I’m sure the gentleman was correct in saying that the crumb cake was delicious. All that butter and sugar, how could it not be. My question, though, was whether it couldn’t be just as delicious as a healthier version of itself. I thought about that question again this week as I laid in a hospital bed after a severe stomach flu rendered me completely dehydrated which in turn caused an abnormal EKG.

I was sent home yesterday and spent this morning being checked out by a cardiologist. Fortunately, because I do lead a healthy lifestyle of exercise and good eating choices, the abnormal EKG did appear to be caused by low potassium levels and not anything being wrong with my heart itself. I thought, though, about how differently the results could have been if I did eat crumb cake the way a lot of people do.

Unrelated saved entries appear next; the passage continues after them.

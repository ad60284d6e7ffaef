//! Rendering detector results to DOT and JSON.
//!
//! A collaborator, not part of the core analyses (spec.md §1/§6): the
//! shapes here are exactly `ExecutionPaths`'s and `GroupTransactionOutput`'s
//! JSON forms, plus a small DOT renderer in the style of the original's
//! `printers/function_cfg.py` (one node per block, vulnerable blocks
//! highlighted, edges following CFG successors).

use itertools::Itertools;
use serde::Serialize;

use crate::block::BlockId;
use crate::contract::Contract;
use crate::detector::{ExecutionPaths, GroupTransactionOutput, VulnerablePath};

/// JSON form of one path: the `"B0 -> B3 -> ..."` short form plus every
/// block's instructions rendered as `"n: instr"` lines, per spec.md §6.
#[derive(Debug, Serialize)]
pub struct PathJson {
    pub short: String,
    pub blocks: Vec<Vec<String>>,
}

/// JSON form of `ExecutionPaths`: `{check, description, help, paths}`.
#[derive(Debug, Serialize)]
pub struct ExecutionPathsJson {
    pub check: String,
    pub description: String,
    pub help: String,
    pub paths: Vec<PathJson>,
}

fn path_to_json(contract: &Contract, path: &VulnerablePath) -> PathJson {
    let blocks = path
        .blocks
        .iter()
        .map(|&id| {
            contract
                .block(id)
                .instructions
                .iter()
                .map(|i| i.to_string())
                .collect()
        })
        .collect();
    PathJson {
        short: path.short(),
        blocks,
    }
}

/// Renders a single function's detector run to its JSON summary.
pub fn execution_paths_to_json(contract: &Contract, paths: &ExecutionPaths) -> ExecutionPathsJson {
    ExecutionPathsJson {
        check: paths.check.clone(),
        description: paths.description.clone(),
        help: paths.help.clone(),
        paths: paths.paths.iter().map(|p| path_to_json(contract, p)).collect(),
    }
}

/// JSON form of `GroupTransactionOutput`: operation name plus every
/// vulnerable transaction and the contracts it ran through.
#[derive(Debug, Serialize)]
pub struct VulnerableTransactionJson {
    pub txn_id: String,
    pub contracts: Vec<String>,
}

#[derive(Debug, Serialize)]
pub struct GroupTransactionOutputJson {
    pub operation: String,
    pub vulnerable_transactions: Vec<VulnerableTransactionJson>,
}

pub fn group_output_to_json(output: &GroupTransactionOutput) -> GroupTransactionOutputJson {
    GroupTransactionOutputJson {
        operation: output.operation.clone(),
        vulnerable_transactions: output
            .vulnerable
            .iter()
            .map(|v| VulnerableTransactionJson {
                txn_id: v.txn_id.clone(),
                contracts: v.contracts.clone(),
            })
            .collect(),
    }
}

/// Renders one path as a standalone DOT graph: every block on the path is
/// a node (vulnerable path blocks highlighted in red), edges follow CFG
/// successors restricted to the path itself, matching the "vulnerable
/// blocks highlighted" shape spec.md §6 describes.
pub fn path_to_dot(contract: &Contract, path: &VulnerablePath) -> String {
    let mut dot = String::from("digraph CFG {\n");
    for &id in &path.blocks {
        let block = contract.block(id);
        let label = block.instructions.iter().map(|i| i.to_string()).join("\\l");
        dot.push_str(&format!(
            "  {} [label=\"{}\\l\", shape=box, style=filled, fillcolor=\"#f8d7da\"];\n",
            node_name(id),
            escape(&label)
        ));
    }
    for w in path.blocks.windows(2) {
        dot.push_str(&format!("  {} -> {};\n", node_name(w[0]), node_name(w[1])));
    }
    dot.push_str("}\n");
    dot
}

/// Renders a whole function's CFG (every reachable block, not just a
/// vulnerable path), matching `printers/full_cfg.py`'s whole-graph export.
pub fn function_cfg_to_dot(contract: &Contract, blocks: &[BlockId]) -> String {
    let mut dot = String::from("digraph CFG {\n");
    for &id in blocks {
        let block = contract.block(id);
        let label = block.instructions.iter().map(|i| i.to_string()).join("\\l");
        dot.push_str(&format!(
            "  {} [label=\"{}\\l\", shape=box];\n",
            node_name(id),
            escape(&label)
        ));
        for &succ in &block.successors {
            dot.push_str(&format!("  {} -> {};\n", node_name(id), node_name(succ)));
        }
    }
    dot.push_str("}\n");
    dot
}

fn node_name(id: BlockId) -> String {
    format!("block_{}", id.0)
}

fn escape(s: &str) -> String {
    s.replace('\\', "\\\\").replace('"', "\\\"")
}
/// As `detect_missing`, but with the transaction's absolute index known
/// (used by the group-aware driver so `validated_in_block` can use the
/// absolute-index view, not just Self and the gtxn-at-index fan-out).
pub fn detect_missing_with_index(
    function: &Function<'_>,
    ctx: &TransactionContext,
    detector: &Detector<'_>,
    absolute_index: Option<usize>,
) -> ExecutionPaths {
    let contract = function.contract;
    let entry = function.entry();
    let entry_subroutine = contract.block(entry).subroutine;

    let mut stack = vec![WorkItem {
        block: entry,
        path: Vec::new(),
        call_stack: vec![Frame {
            subroutine: entry_subroutine,
            callsub_block: None,
            executed: Vec::new(),
        }],
    }];

    let mut paths = Vec::new();

    while let Some(WorkItem {
        block,
        mut path,
        mut call_stack,
    }) = stack.pop()
    {
        let top = call_stack.last_mut().expect("call_stack always has the outer frame");
        if top.executed.contains(&block) {
            // Back-edge within this frame: a genuine loop, not a second
            // sequential call into the same subroutine.
            continue;
        }
        top.executed.push(block);
        path.push(block);

        if validated_in_block(ctx, block, absolute_index, &*detector.checks_field) {
            continue;
        }

        let bb = contract.block(block);

        if bb.is_retsub {
            let frame = call_stack.pop().expect("retsub always has an enclosing frame");
            match frame.callsub_block.and_then(|cs| contract.block(cs).sub_return_point) {
                Some(rp) if !call_stack.is_empty() => {
                    stack.push(WorkItem {
                        block: rp,
                        path,
                        call_stack,
                    });
                }
                _ => {
                    // Outermost frame's own retsub (the function view was
                    // rooted mid-subroutine) or a caller with no return
                    // point on record: nothing more to walk, report as a
                    // terminal.
                    paths.push(VulnerablePath { blocks: path });
                }
            }
            continue;
        }

        if bb.successors.is_empty() {
            paths.push(VulnerablePath { blocks: path });
            continue;
        }

        if let InstructionKind::Callsub(_) = bb.exit_instruction().kind {
            let callee_entry = bb.successors[0];
            let callee_sub = contract.block(callee_entry).subroutine;
            if call_stack.iter().any(|f| f.subroutine == callee_sub) {
                // Recursion: stop exploring rather than call forever.
                continue;
            }
            let mut new_call_stack = call_stack.clone();
            new_call_stack.push(Frame {
                subroutine: callee_sub,
                callsub_block: Some(block),
                executed: Vec::new(),
            });
            stack.push(WorkItem {
                block: callee_entry,
                path,
                call_stack: new_call_stack,
            });
            continue;
        }

        // Pushed in reverse so the first successor is explored first: the
        // stack pops LIFO, and spec.md §5 requires left-to-right DFS order.
        for &succ in bb.successors.iter().rev() {
            stack.push(WorkItem {
                block: succ,
                path: path.clone(),
                call_stack: call_stack.clone(),
            });
        }
    }

    ExecutionPaths {
        check: detector.check.clone(),
        description: detector.description.clone(),
        help: detector.help.clone(),
        paths,
    }
}
//! Typed instruction representation.
//!
//! Mirrors the teacher's `Opcode` design (`fuel-asm`): a single tagged enum
//! carries one variant per opcode *family* relevant to the analyses, with a
//! generic fallback variant for opcodes whose only interesting property is
//! their stack arity. Each instruction is immutable once parsed and carries
//! its source line, computed pop/push counts, and a back-reference to the
//! basic block that contains it (set by the CFG builder).

use std::fmt;

use crate::block::BlockId;

/// 1-based source line an instruction was parsed from.
pub type Line = usize;

/// A transaction field accessed by `txn`/`gtxn`/`gtxns`.
///
/// Fields the dataflow framework tracks get a dedicated variant; everything
/// else collapses into `Other`, since the framework never needs to
/// special-case them (it only needs to tell whether a read is or isn't a
/// read of the field a given analysis key is tracking).
#[derive(Debug, Clone, PartialEq, Eq, Hash, strum::Display)]
pub enum TxnField {
    Sender,
    Fee,
    RekeyTo,
    CloseRemainderTo,
    AssetCloseTo,
    TypeEnum,
    GroupIndex,
    ApplicationID,
    OnCompletion,
    /// Any transaction field not otherwise tracked by name (e.g. `Amount`,
    /// `Receiver`, `Note`, ...).
    Other(String),
}

/// A global field accessed by `global`.
#[derive(Debug, Clone, PartialEq, Eq, Hash, strum::Display)]
pub enum GlobalField {
    GroupSize,
    ZeroAddress,
    CreatorAddress,
    MinTxnFee,
    Other(String),
}

/// The 13 transaction-type tags the `TransactionType` analysis distinguishes,
/// per spec.md §3 and §4.4 (completion-action variants plus the 6 raw
/// `TypeEnum` values and the creation/call split of application calls).
#[derive(Debug, Clone, Copy, PartialEq, Eq, Hash, PartialOrd, Ord, strum::Display, strum::EnumIter)]
pub enum TxnTypeTag {
    Pay,
    KeyReg,
    Acfg,
    Axfer,
    Afrz,
    Appl,
    ApplNoOp,
    ApplOptIn,
    ApplCloseOut,
    ApplClearState,
    ApplUpdateApplication,
    ApplDeleteApplication,
    ApplCreation,
}

/// The index of which transaction in the group an instruction reads,
/// as encoded syntactically by `txn`/`gtxn N`/`gtxns`.
#[derive(Debug, Clone, Copy, PartialEq, Eq)]
pub enum IndexSyntax {
    /// `txn F` — the currently executing transaction.
    SelfTxn,
    /// `gtxn N F` — immediate operand `N`.
    Absolute(u8),
    /// `gtxns F` — index resolved from the stack at analysis time.
    Stack,
}

/// A single parsed instruction.
///
/// Pop/push arity is computed once at construction (`Instruction::new`) and
/// never recomputed; `line` and `block` let detectors and output rendering
/// point back at source text without re-walking the instruction list.
#[derive(Debug, Clone, PartialEq)]
pub struct Instruction {
    pub line: Line,
    pub kind: InstructionKind,
    pub block: Option<BlockId>,
}

/// Opaque, stable identity for an instruction within its contract.
///
/// Used as the basis for the `SOME_ADDRESS_<n>` symbolic-address scheme
/// (see DESIGN.md): two reads of an address-producing instruction at
/// different source lines are always distinct, and two reads of *the same*
/// instruction are always the same symbolic address.
#[derive(Debug, Clone, Copy, PartialEq, Eq, Hash, PartialOrd, Ord)]
pub struct InstructionId(pub Line);

impl Instruction {
    pub fn id(&self) -> InstructionId {
        InstructionId(self.line)
    }

    /// Number of stack values this instruction pops.
    pub fn pop_arity(&self) -> usize {
        self.kind.pop_arity()
    }

    /// Number of stack values this instruction pushes.
    pub fn push_arity(&self) -> usize {
        self.kind.push_arity()
    }
}

impl fmt::Display for Instruction {
    fn fmt(&self, f: &mut fmt::Formatter<'_>) -> fmt::Result {
        write!(f, "{}: {}", self.line, self.kind)
    }
}

/// The opcode family. Variants used by the dataflow/detector layer are
/// fully typed; every other opcode in the TEAL v1-8 surface is represented
/// by [`InstructionKind::Generic`], which records only what stack emulation
/// and CFG building need: a name (for display) and arity.
#[derive(Debug, Clone, PartialEq, strum::Display)]
pub enum InstructionKind {
    // --- literals ---
    Int(u64),
    PushInt(u64),
    Byte(Vec<u8>),
    PushBytes(Vec<u8>),
    Addr(String),
    IntcBlock(Vec<u64>),
    Intc(u8),
    BytecBlock(Vec<Vec<u8>>),
    Bytec(u8),

    // --- field reads ---
    Txn(TxnField),
    Gtxn { idx: u8, field: TxnField },
    Gtxns(TxnField),
    Global(GlobalField),

    // --- comparisons / connectives (stack AST needs these by name) ---
    Eq,
    Neq,
    Less,
    LessE,
    Greater,
    GreaterE,
    Not,
    And,
    Or,

    // --- arithmetic used by index-resolution patterns ---
    Add,
    Sub,

    // --- control flow ---
    B(String),
    Bz(String),
    Bnz(String),
    Callsub(String),
    Retsub,
    Return,
    Err,
    Assert,

    /// Any opcode not given a dedicated variant: stack manipulation,
    /// remaining arithmetic/bitwise/crypto ops, state/asset/app/box access,
    /// inner-transaction construction, logging, and array-indexed field
    /// reads (`txna`/`gtxna`/...). Carries the opcode mnemonic plus the
    /// pop/push arity computed by the parser's opcode table.
    Generic {
        mnemonic: String,
        pops: u8,
        pushes: u8,
    },
}

impl InstructionKind {
    pub fn pop_arity(&self) -> usize {
        use InstructionKind::*;
        match self {
            Int(_) | PushInt(_) | Byte(_) | PushBytes(_) | Addr(_) | IntcBlock(_) | Intc(_)
            | BytecBlock(_) | Bytec(_) | Txn(_) | Gtxn { .. } | Global(_) | B(_) | Callsub(_)
            | Retsub => 0,
            Gtxns(_) => 1,
            Eq | Neq | Less | LessE | Greater | GreaterE | And | Or | Add | Sub => 2,
            Not | Bz(_) | Bnz(_) | Return | Assert => 1,
            Err => 0,
            Generic { pops, .. } => *pops as usize,
        }
    }

    pub fn push_arity(&self) -> usize {
        use InstructionKind::*;
        match self {
            Int(_) | PushInt(_) | Byte(_) | PushBytes(_) | Addr(_) | Intc(_) | Bytec(_)
            | Txn(_) | Gtxn { .. } | Gtxns(_) | Global(_) | Eq | Neq | Less | LessE | Greater
            | GreaterE | Not | And | Or | Add | Sub => 1,
            IntcBlock(_) | BytecBlock(_) | B(_) | Bz(_) | Bnz(_) | Callsub(_) | Retsub | Return
            | Err | Assert => 0,
            Generic { pushes, .. } => *pushes as usize,
        }
    }

    /// True for the unconditional transfers that end a basic block and have
    /// no "falls through to the next instruction" successor.
    pub fn is_unconditional_transfer(&self) -> bool {
        matches!(
            self,
            InstructionKind::B(_)
                | InstructionKind::Err
                | InstructionKind::Return
                | InstructionKind::Callsub(_)
                | InstructionKind::Retsub
        )
    }

    /// True for instructions with more than one statically-known successor.
    pub fn is_conditional_branch(&self) -> bool {
        matches!(self, InstructionKind::Bz(_) | InstructionKind::Bnz(_))
    }

    pub fn branch_target(&self) -> Option<&str> {
        match self {
            InstructionKind::B(l) | InstructionKind::Bz(l) | InstructionKind::Bnz(l)
            | InstructionKind::Callsub(l) => Some(l),
            _ => None,
        }
    }
}

#[cfg(test)]
mod tests {
    use super::*;

    #[test]
    fn eq_pops_two_and_pushes_one() {
        assert_eq!(InstructionKind::Eq.pop_arity(), 2);
        assert_eq!(InstructionKind::Eq.push_arity(), 1);
    }

    #[test]
    fn generic_arity_comes_from_its_own_fields() {
        let kind = InstructionKind::Generic { mnemonic: "box_get".to_string(), pops: 1, pushes: 2 };
        assert_eq!(kind.pop_arity(), 1);
        assert_eq!(kind.push_arity(), 2);
    }

    #[test]
    fn callsub_and_retsub_end_a_block_but_are_not_conditional() {
        assert!(InstructionKind::Callsub("sub".to_string()).is_unconditional_transfer());
        assert!(InstructionKind::Retsub.is_unconditional_transfer());
        assert!(!InstructionKind::Callsub("sub".to_string()).is_conditional_branch());
    }

    #[test]
    fn bz_and_bnz_are_conditional_and_name_their_target() {
        assert!(InstructionKind::Bz("l".to_string()).is_conditional_branch());
        assert_eq!(InstructionKind::Bnz("l".to_string()).branch_target(), Some("l"));
    }

    #[test]
    fn instruction_id_is_keyed_on_source_line() {
        let a = Instruction { line: 4, kind: InstructionKind::Int(1), block: None };
        let b = Instruction { line: 4, kind: InstructionKind::Int(2), block: None };
        assert_eq!(a.id(), b.id());
    }
}
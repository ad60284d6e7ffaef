//! Address-field lattice: `RekeyTo`, `CloseRemainderTo`, `AssetCloseTo`,
//! `Sender`.
//!
//! The lattice element is a finite set of possible addresses, or the two
//! absorbing elements `Any` (no constraint known) and `None` (path is
//! unreachable / over-constrained). Concrete addresses are either the
//! all-zero address, the application creator, or an opaque "some address"
//! standing in for a value the analyzer can't resolve to a literal but can
//! still tell apart from other such values by the instruction that
//! produced it.

use std::collections::BTreeSet;
use std::rc::Rc;

use crate::consts::ZERO_ADDRESS;
use crate::instruction::{GlobalField, InstructionId, InstructionKind, TxnField};
use crate::stack_ast::StackValue;

use super::index_resolution::{resolve_field_read, TransactionIndex};
use super::FieldAnalysis;

#[derive(Debug, Clone, PartialEq, Eq, PartialOrd, Ord, Hash)]
pub enum AddressValue {
    Zero,
    Creator,
    /// Stands in for an address-producing value the builder can't resolve
    /// to a literal (e.g. `txn Accounts 0`, `arg 0`, `load 3`). Two reads
    /// of the same instruction are the same symbolic address; two
    /// different instructions are always distinct, even if they'd
    /// coincidentally evaluate to the same runtime address.
    Symbolic(InstructionId),
}

#[derive(Debug, Clone, PartialEq)]
pub enum AddressLattice {
    Any,
    None,
    Some(BTreeSet<AddressValue>),
}

pub struct AddressFieldAnalysis {
    pub field: TxnField,
}

impl AddressFieldAnalysis {
    pub fn new(field: TxnField) -> Self {
        AddressFieldAnalysis { field }
    }

    fn literal_value(&self, value: &Rc<StackValue>) -> Option<AddressValue> {
        match value.kind()? {
            InstructionKind::Addr(addr) if addr == ZERO_ADDRESS => Some(AddressValue::Zero),
            InstructionKind::Global(GlobalField::ZeroAddress) => Some(AddressValue::Zero),
            InstructionKind::Global(GlobalField::CreatorAddress) => Some(AddressValue::Creator),
            InstructionKind::Addr(_) => Some(AddressValue::Symbolic(value_instruction_id(value))),
            _ => Some(AddressValue::Symbolic(value_instruction_id(value))),
        }
    }

    fn matches_field(&self, value: &Rc<StackValue>, for_index: TransactionIndex) -> bool {
        match resolve_field_read(value) {
            Some((idx, field)) => *field == self.field && index_matches(idx, for_index),
            None => false,
        }
    }
}

fn value_instruction_id(value: &Rc<StackValue>) -> InstructionId {
    match value.as_ref() {
        StackValue::Known { instruction, .. } => instruction.id(),
        StackValue::Unknown => InstructionId(0),
    }
}

fn index_matches(resolved: TransactionIndex, for_index: TransactionIndex) -> bool {
    resolved.index_type == for_index.index_type && resolved.value == for_index.value
}

impl FieldAnalysis for AddressFieldAnalysis {
    type Value = AddressLattice;

    fn universal() -> Self::Value {
        AddressLattice::Any
    }

    fn null() -> Self::Value {
        AddressLattice::None
    }

    fn union(a: &Self::Value, b: &Self::Value) -> Self::Value {
        use AddressLattice::*;
        match (a, b) {
            (Any, _) | (_, Any) => Any,
            (None, x) | (x, None) => x.clone(),
            (Some(x), Some(y)) => Some(x.union(y).cloned().collect()),
        }
    }

    fn intersect(a: &Self::Value, b: &Self::Value) -> Self::Value {
        use AddressLattice::*;
        match (a, b) {
            (Any, x) | (x, Any) => x.clone(),
            (None, _) | (_, None) => None,
            (Some(x), Some(y)) => Some(x.intersection(y).cloned().collect()),
        }
    }

    fn asserted(
        &self,
        value: &Rc<StackValue>,
        for_index: TransactionIndex,
    ) -> Option<(Self::Value, Self::Value)> {
        let (lhs, rhs, is_eq) = match value.kind()? {
            InstructionKind::Eq => (value.arg(0), value.arg(1), true),
            InstructionKind::Neq => (value.arg(0), value.arg(1), false),
            _ => return None,
        };
        let (field_side, literal_side) = if self.matches_field(&lhs, for_index) {
            (lhs, rhs)
        } else if self.matches_field(&rhs, for_index) {
            (rhs, lhs)
        } else {
            return None;
        };
        let _ = field_side;
        let addr = self.literal_value(&literal_side)?;
        let mut singleton = BTreeSet::new();
        singleton.insert(addr);
        let restricted = AddressLattice::Some(singleton);
        if is_eq {
            Some((restricted, AddressLattice::Any))
        } else {
            Some((AddressLattice::Any, restricted))
        }
    }
}

#[cfg(test)]
mod tests {
    use super::*;

    fn zero_set() -> AddressLattice {
        let mut s = BTreeSet::new();
        s.insert(AddressValue::Zero);
        AddressLattice::Some(s)
    }

    #[test]
    fn union_with_any_absorbs() {
        assert_eq!(AddressFieldAnalysis::union(&AddressLattice::Any, &zero_set()), AddressLattice::Any);
    }

    #[test]
    fn union_with_none_is_identity() {
        assert_eq!(AddressFieldAnalysis::union(&AddressLattice::None, &zero_set()), zero_set());
    }

    #[test]
    fn intersect_with_none_absorbs() {
        assert_eq!(AddressFieldAnalysis::intersect(&AddressLattice::None, &zero_set()), AddressLattice::None);
    }

    #[test]
    fn intersect_with_any_is_identity() {
        assert_eq!(AddressFieldAnalysis::intersect(&AddressLattice::Any, &zero_set()), zero_set());
    }

    #[test]
    fn symbolic_addresses_from_distinct_instructions_are_distinct() {
        let a = Instruction {
            line: 1,
            kind: InstructionKind::Addr("SOMEADDR1".into()),
            block: None,
        };
        let b = Instruction {
            line: 2,
            kind: InstructionKind::Addr("SOMEADDR1".into()),
            block: None,
        };
        let analysis = AddressFieldAnalysis::new(TxnField::RekeyTo);
        let va = analysis.literal_value(&StackValue::known(a, vec![])).unwrap();
        let vb = analysis.literal_value(&StackValue::known(b, vec![])).unwrap();
        assert_ne!(va, vb, "two textually distinct address literals at different lines are distinct symbols");
    }

    #[test]
    fn asserted_eq_rekeyto_zero_narrows_true_branch_only() {
        let analysis = AddressFieldAnalysis::new(TxnField::RekeyTo);
        let read = StackValue::known(
            Instruction { line: 1, kind: InstructionKind::Txn(TxnField::RekeyTo), block: None },
            vec![],
        );
        let zero = StackValue::known(
            Instruction { line: 2, kind: InstructionKind::Global(GlobalField::ZeroAddress), block: None },
            vec![],
        );
        let eq = StackValue::known(
            Instruction { line: 3, kind: InstructionKind::Eq, block: None },
            vec![read, zero],
        );
        let (t, f) = analysis.asserted(&eq, TransactionIndex::SELF).unwrap();
        assert_eq!(t, zero_set());
        assert_eq!(f, AddressLattice::Any);
    }
}
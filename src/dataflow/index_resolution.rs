//! Resolving which transaction in the group a field read targets.
//!
//! `txn F` always targets the executing transaction. `gtxn N F` names an
//! absolute index syntactically. `gtxns F` takes the index off the stack,
//! so the index itself has to be reconstructed from the stack-AST operand:
//! either a plain `Txn GroupIndex` read (relative offset zero, i.e. "this
//! transaction" spelled the indirect way), or an addition/subtraction of a
//! literal against `Txn GroupIndex` (a peer at a fixed relative offset), or
//! anything else, which resolves to `Unknown`.

use std::rc::Rc;

use crate::instruction::{InstructionKind, TxnField};
use crate::stack_ast::StackValue;

#[derive(Debug, Clone, Copy, PartialEq, Eq)]
pub enum IndexType {
    /// The executing transaction itself (`txn`, or `gtxns` on an index
    /// expression equal to `Txn GroupIndex`).
    SelfIndex,
    /// A literal absolute index (`gtxn N`, or `gtxns` on a constant).
    Absolute,
    /// A fixed signed offset from the executing transaction's index
    /// (`gtxns` on `Txn GroupIndex + c` or `c + Txn GroupIndex`).
    Relative,
    /// The index couldn't be resolved to any of the above.
    Unknown,
}

#[derive(Debug, Clone, Copy, PartialEq, Eq)]
pub struct TransactionIndex {
    pub index_type: IndexType,
    pub value: i64,
}

impl TransactionIndex {
    pub const SELF: TransactionIndex = TransactionIndex {
        index_type: IndexType::SelfIndex,
        value: 0,
    };
    pub const UNKNOWN: TransactionIndex = TransactionIndex {
        index_type: IndexType::Unknown,
        value: 0,
    };

    pub fn absolute(idx: i64) -> Self {
        TransactionIndex {
            index_type: IndexType::Absolute,
            value: idx,
        }
    }

    pub fn relative(offset: i64) -> Self {
        if offset == 0 {
            Self::SELF
        } else {
            TransactionIndex {
                index_type: IndexType::Relative,
                value: offset,
            }
        }
    }
}

/// A field read together with the resolved transaction index it targets,
/// if the stack-AST node is a `Txn`/`Gtxn`/`Gtxns` read at all.
pub fn resolve_field_read(value: &Rc<StackValue>) -> Option<(TransactionIndex, &TxnField)> {
    let instr = value.kind()?;
    match instr {
        InstructionKind::Txn(field) => Some((TransactionIndex::SELF, field)),
        InstructionKind::Gtxn { idx, field } => Some((TransactionIndex::absolute(*idx as i64), field)),
        InstructionKind::Gtxns(field) => {
            let index_expr = value.arg(0);
            Some((resolve_index_expr(&index_expr), field))
        }
        _ => None,
    }
}

fn resolve_index_expr(value: &Rc<StackValue>) -> TransactionIndex {
    match value.kind() {
        Some(InstructionKind::Txn(TxnField::GroupIndex)) => TransactionIndex::SELF,
        Some(InstructionKind::Int(n)) => TransactionIndex::absolute(*n as i64),
        Some(InstructionKind::Add) => resolve_offset_from_group_index(value, 1),
        Some(InstructionKind::Sub) => resolve_offset_from_group_index(value, -1),
        _ => TransactionIndex::UNKNOWN,
    }
}

/// Matches `Txn GroupIndex + int c`, `int c + Txn GroupIndex` (sign +1),
/// or `Txn GroupIndex - int c` (sign -1; subtraction is not commutative so
/// only the left-operand-is-GroupIndex form is meaningful).
fn resolve_offset_from_group_index(value: &Rc<StackValue>, sign: i64) -> TransactionIndex {
    let lhs = value.arg(0);
    let rhs = value.arg(1);
    let is_group_index = |v: &Rc<StackValue>| matches!(v.kind(), Some(InstructionKind::Txn(TxnField::GroupIndex)));
    let as_const = |v: &Rc<StackValue>| match v.kind() {
        Some(InstructionKind::Int(n)) => Some(*n as i64),
        _ => None,
    };

    if is_group_index(&lhs) {
        if let Some(c) = as_const(&rhs) {
            return TransactionIndex::relative(sign * c);
        }
    } else if sign > 0 && is_group_index(&rhs) {
        // Addition only: commutative, so `c + Txn GroupIndex` also counts.
        if let Some(c) = as_const(&lhs) {
            return TransactionIndex::relative(c);
        }
    }
    TransactionIndex::UNKNOWN
}

#[cfg(test)]
mod tests {
    use super::*;
    use crate::instruction::Instruction;

    fn group_index() -> Rc<StackValue> {
        StackValue::known(
            Instruction { line: 1, kind: InstructionKind::Txn(TxnField::GroupIndex), block: None },
            vec![],
        )
    }

    fn lit(n: u64) -> Rc<StackValue> {
        StackValue::known(Instruction { line: 2, kind: InstructionKind::Int(n), block: None }, vec![])
    }

    #[test]
    fn gtxn_immediate_resolves_to_absolute() {
        let read = StackValue::known(
            Instruction { line: 1, kind: InstructionKind::Gtxn { idx: 2, field: TxnField::Fee }, block: None },
            vec![],
        );
        let (idx, field) = resolve_field_read(&read).unwrap();
        assert_eq!(idx, TransactionIndex::absolute(2));
        assert_eq!(*field, TxnField::Fee);
    }

    #[test]
    fn gtxns_on_group_index_plus_literal_resolves_relative() {
        let add = StackValue::known(
            Instruction { line: 3, kind: InstructionKind::Add, block: None },
            vec![group_index(), lit(1)],
        );
        let read = StackValue::known(
            Instruction { line: 4, kind: InstructionKind::Gtxns(TxnField::Sender), block: None },
            vec![add],
        );
        let (idx, _) = resolve_field_read(&read).unwrap();
        assert_eq!(idx, TransactionIndex::relative(1));
    }

    #[test]
    fn gtxns_on_group_index_minus_literal_resolves_negative_relative() {
        let sub = StackValue::known(
            Instruction { line: 3, kind: InstructionKind::Sub, block: None },
            vec![group_index(), lit(2)],
        );
        let read = StackValue::known(
            Instruction { line: 4, kind: InstructionKind::Gtxns(TxnField::Sender), block: None },
            vec![sub],
        );
        let (idx, _) = resolve_field_read(&read).unwrap();
        assert_eq!(idx, TransactionIndex::relative(-2));
    }

    #[test]
    fn gtxns_on_opaque_expression_is_unknown() {
        let opaque = StackValue::unknown();
        let read = StackValue::known(
            Instruction { line: 4, kind: InstructionKind::Gtxns(TxnField::Sender), block: None },
            vec![opaque],
        );
        let (idx, _) = resolve_field_read(&read).unwrap();
        assert_eq!(idx, TransactionIndex::UNKNOWN);
    }

    #[test]
    fn relative_offset_zero_collapses_to_self() {
        assert_eq!(TransactionIndex::relative(0), TransactionIndex::SELF);
    }
}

Food is to be enjoyed, and I want to eat delicious crumb cake just like other people. I think, though, that what one eats should be the best it can be for my body’s health. So, I confess, that after I made the crumb cake as I was asked, that I went to work creating a healthier version which I shared with my writing group, a friend, and my family, all of whom declared it to be delicious. It took a little though, but I was able to make a few simple changes which made all the difference.  Let me share….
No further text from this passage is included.